In September 1918: War, Plague and the World Series, the riveting, intertwined stories of this remarkable month introduce readers to a richly diverse cast of characters: David Putnam, a Boston teenager and America’s World War I Flying Ace; a transcendent Babe Ruth and his teammates, battling greedy owners and a hostile public; entire families from all social strata, devastated by sudden and horrifying influenza death; unknown political functionary Calvin Coolidge, thrust into managing the country’s first great public health crisis by an absentee governor; and New England’s soldiers, enduring trench warfare and poisonous gas to drive back German forces.
At the same time, other stories were also unfolding: Cambridge high school football star Charlie Crowley, a college freshman teamed up with stars Curly Lambeau and George Gipp under a first-time coach named Knute Rockne; Boston suffrage leader Maud Wood Park was fighting for women’s right to vote, even as they flexed their developing political muscle; poet E.E. Cummings, an Army private found himself stationed at the center of a biological storm; and Massachusetts Senator Henry Cabot Lodge maneuvered as the constant rival of a sitting wartime president.

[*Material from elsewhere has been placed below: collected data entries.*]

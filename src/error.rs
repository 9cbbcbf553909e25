use std::io;
use std::string::FromUtf8Error;

use serde_json::Value;
use thiserror::Error;

#[derive(Error, Debug)]
pub enum TransportError {
    #[error("endpoint_unavailable")]
    EndpointUnavailable,
    #[error("invalid_endpoint: {0}")]
    InvalidEndpoint(String),
    #[error("request_failed: {0}")]
    Request(String),
    #[error("request_timeout")]
    Timeout,
    #[error("unexpected_http_status: {status}")]
    HttpStatus { status: u16, body: String },
    #[error("invalid_response_body: {0}")]
    InvalidBody(#[from] FromUtf8Error),
    #[error("blocking_call_on_current_thread_runtime")]
    BlockingInAsyncContext,
    #[error("io_error: {0}")]
    Io(#[from] io::Error),
}

impl TransportError {
    /// Classifies a hyper failure, surfacing timeouts raised by the connector.
    pub(crate) fn from_hyper(err: hyper::Error) -> Self {
        let mut source = std::error::Error::source(&err);
        while let Some(cause) = source {
            if let Some(io_err) = cause.downcast_ref::<io::Error>() {
                if io_err.kind() == io::ErrorKind::TimedOut {
                    return TransportError::Timeout;
                }
            }
            source = cause.source();
        }
        TransportError::Request(err.to_string())
    }
}

#[derive(Error, Debug)]
pub enum DecodeError {
    #[error("invalid_json: {0}")]
    Json(#[from] serde_json::Error),
    #[error("response_id_mismatch: expected {expected}, got {actual}")]
    IdMismatch { expected: u64, actual: Value },
}

#[derive(Error, Debug)]
pub enum WalletRpcError {
    #[error("transport_error: {0}")]
    Transport(#[from] TransportError),
    #[error("rpc_error {code}: {message}")]
    Protocol {
        code: i64,
        message: String,
        data: Option<Value>,
    },
    #[error("decoding_error: {0}")]
    Decoding(#[from] DecodeError),
    #[error("encoding_error: {0}")]
    Encoding(#[source] serde_json::Error),
}

impl WalletRpcError {
    pub fn is_transport(&self) -> bool {
        matches!(self, WalletRpcError::Transport(_))
    }

    pub fn is_protocol(&self) -> bool {
        matches!(self, WalletRpcError::Protocol { .. })
    }

    pub fn is_decoding(&self) -> bool {
        matches!(self, WalletRpcError::Decoding(_))
    }
}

In the tradition of Erick Larsen's bestselling Devil in the White City, September 1918 is a haunting three-dimensional recreation of a moment in history almost too cinematic to be real.
PUBLISHERS WEEKLY
Google executive and former Yahoo sportswriter Desjardin attempts to link WWI, the Spanish flu epidemic, and the 1918 World Series in this unconvincing historical account. The city of Boston is portrayed as an important common thread, but using the city as a linking factor doesn't shed any new light on this time of well-documented upheaval. The descriptions of the war and the flu and their effects are well-researched, but the calamities consumed other parts of the United States just as much as they did Boston. And, while Desjardin writes vividly about baseball, the role of rising star Babe Ruth, and tussles between players and owners over money, these events seem trivial in this context. The World Series has the barest connection to the war or the epidemic, and is significant retrospectively only because the Boston Red Sox didn't win the Series again for 86 years. The author muddies the waters further by discussing the women's suffrage movement and Woodrow Wilson's failed efforts to bring the United States into the League of Nations. This book contains a lot of noteworthy facts, but readers seeking to learn something new about the three subjects listed in the title should look elsewhere.